> **The task**: Copy each line of the records below, from the first through the one that contains "let requested_method = request", exactly as written.

> **Data records**:
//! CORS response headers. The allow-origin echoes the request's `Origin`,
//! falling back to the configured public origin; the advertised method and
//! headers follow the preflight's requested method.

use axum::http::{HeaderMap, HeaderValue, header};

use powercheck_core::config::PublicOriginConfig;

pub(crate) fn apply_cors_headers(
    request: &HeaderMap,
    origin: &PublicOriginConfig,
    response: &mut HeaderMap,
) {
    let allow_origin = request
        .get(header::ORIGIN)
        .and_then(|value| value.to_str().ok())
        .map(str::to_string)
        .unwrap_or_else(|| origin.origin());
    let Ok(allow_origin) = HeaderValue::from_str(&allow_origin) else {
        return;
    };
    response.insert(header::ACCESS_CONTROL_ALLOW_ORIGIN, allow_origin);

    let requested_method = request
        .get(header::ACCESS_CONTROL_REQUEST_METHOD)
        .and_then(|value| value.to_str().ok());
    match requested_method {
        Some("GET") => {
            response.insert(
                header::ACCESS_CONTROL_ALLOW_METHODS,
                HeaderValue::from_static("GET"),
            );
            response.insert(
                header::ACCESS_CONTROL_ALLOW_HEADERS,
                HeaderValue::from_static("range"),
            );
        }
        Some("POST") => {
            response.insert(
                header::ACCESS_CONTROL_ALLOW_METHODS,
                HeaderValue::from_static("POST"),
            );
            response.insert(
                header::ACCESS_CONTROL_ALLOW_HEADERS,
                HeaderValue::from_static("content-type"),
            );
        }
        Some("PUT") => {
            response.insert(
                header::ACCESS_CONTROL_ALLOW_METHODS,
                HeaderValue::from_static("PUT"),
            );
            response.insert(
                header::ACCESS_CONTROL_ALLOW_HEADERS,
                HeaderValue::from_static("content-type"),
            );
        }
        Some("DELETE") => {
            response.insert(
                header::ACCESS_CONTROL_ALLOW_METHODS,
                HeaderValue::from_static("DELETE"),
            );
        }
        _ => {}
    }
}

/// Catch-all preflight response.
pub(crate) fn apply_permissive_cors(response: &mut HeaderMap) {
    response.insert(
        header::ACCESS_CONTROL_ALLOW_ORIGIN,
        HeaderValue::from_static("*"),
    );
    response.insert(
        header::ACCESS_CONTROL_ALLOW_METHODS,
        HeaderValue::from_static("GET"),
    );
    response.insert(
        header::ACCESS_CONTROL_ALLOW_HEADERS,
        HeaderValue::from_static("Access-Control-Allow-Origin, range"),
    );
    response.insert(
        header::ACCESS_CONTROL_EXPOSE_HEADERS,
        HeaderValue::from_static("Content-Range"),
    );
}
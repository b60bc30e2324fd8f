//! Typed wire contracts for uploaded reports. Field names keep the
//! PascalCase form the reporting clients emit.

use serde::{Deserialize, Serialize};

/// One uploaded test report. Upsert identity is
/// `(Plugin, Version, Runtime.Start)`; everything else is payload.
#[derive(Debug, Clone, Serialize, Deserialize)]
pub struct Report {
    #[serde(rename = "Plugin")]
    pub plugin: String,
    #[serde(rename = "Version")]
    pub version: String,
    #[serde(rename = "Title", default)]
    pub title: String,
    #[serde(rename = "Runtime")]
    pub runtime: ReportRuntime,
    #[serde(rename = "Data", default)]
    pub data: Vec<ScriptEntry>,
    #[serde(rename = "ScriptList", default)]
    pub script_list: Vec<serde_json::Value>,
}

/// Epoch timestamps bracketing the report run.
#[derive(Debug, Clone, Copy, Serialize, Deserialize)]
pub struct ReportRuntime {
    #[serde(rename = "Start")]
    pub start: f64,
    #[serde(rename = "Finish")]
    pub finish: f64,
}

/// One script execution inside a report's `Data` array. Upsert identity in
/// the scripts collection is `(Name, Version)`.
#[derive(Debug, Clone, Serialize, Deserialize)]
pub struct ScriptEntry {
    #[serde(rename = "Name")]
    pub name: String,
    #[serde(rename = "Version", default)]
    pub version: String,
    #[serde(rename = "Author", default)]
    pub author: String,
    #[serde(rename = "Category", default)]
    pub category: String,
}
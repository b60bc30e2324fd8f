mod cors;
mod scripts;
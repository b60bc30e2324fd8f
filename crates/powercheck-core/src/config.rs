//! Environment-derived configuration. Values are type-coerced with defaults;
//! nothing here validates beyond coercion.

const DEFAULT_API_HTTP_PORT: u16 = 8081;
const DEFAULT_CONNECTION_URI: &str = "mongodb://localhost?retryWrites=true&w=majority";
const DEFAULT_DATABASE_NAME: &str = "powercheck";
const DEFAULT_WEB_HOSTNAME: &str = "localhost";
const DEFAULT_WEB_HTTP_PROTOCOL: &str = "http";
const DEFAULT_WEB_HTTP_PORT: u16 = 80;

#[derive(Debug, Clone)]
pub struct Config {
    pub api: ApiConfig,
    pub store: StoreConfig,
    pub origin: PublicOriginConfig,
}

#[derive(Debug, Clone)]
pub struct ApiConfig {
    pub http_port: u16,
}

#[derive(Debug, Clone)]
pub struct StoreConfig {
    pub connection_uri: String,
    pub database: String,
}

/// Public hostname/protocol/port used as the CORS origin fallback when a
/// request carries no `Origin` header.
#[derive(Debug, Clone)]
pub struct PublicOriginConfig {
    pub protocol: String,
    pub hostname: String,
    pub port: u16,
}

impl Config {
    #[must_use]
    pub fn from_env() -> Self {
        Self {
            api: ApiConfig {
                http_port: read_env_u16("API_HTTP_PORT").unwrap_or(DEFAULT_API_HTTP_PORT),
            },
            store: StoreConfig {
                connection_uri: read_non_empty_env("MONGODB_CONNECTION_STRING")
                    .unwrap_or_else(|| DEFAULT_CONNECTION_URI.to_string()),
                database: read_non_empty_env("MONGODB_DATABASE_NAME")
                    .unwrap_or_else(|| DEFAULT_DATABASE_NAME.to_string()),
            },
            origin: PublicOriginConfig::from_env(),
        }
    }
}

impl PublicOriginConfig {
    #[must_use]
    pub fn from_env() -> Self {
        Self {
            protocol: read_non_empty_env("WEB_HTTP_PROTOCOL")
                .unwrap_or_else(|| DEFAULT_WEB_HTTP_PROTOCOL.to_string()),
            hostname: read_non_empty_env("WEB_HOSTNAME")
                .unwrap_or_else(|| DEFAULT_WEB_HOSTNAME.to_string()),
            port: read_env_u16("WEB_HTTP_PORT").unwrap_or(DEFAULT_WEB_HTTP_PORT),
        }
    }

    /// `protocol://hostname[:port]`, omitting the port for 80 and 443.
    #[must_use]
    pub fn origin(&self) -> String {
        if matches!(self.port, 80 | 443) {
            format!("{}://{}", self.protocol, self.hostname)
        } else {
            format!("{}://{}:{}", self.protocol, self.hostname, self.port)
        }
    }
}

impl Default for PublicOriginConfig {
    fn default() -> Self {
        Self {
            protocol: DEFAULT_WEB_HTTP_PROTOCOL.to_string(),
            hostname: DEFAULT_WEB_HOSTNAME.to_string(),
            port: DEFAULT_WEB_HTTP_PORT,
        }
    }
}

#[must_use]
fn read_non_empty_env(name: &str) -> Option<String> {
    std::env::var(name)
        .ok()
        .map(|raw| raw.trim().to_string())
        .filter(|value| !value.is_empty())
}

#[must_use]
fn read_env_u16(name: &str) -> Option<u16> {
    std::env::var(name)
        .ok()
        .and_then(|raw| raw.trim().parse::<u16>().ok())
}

> **Result of the task**:
//! CORS response headers. The allow-origin echoes the request's `Origin`,
//! falling back to the configured public origin; the advertised method and
//! headers follow the preflight's requested method.

use axum::http::{HeaderMap, HeaderValue, header};

use powercheck_core::config::PublicOriginConfig;

pub(crate) fn apply_cors_headers(
    request: &HeaderMap,
    origin: &PublicOriginConfig,
    response: &mut HeaderMap,
) {
    let allow_origin = request
        .get(header::ORIGIN)
        .and_then(|value| value.to_str().ok())
        .map(str::to_string)
        .unwrap_or_else(|| origin.origin());
    let Ok(allow_origin) = HeaderValue::from_str(&allow_origin) else {
        return;
    };
    response.insert(header::ACCESS_CONTROL_ALLOW_ORIGIN, allow_origin);

    let requested_method = request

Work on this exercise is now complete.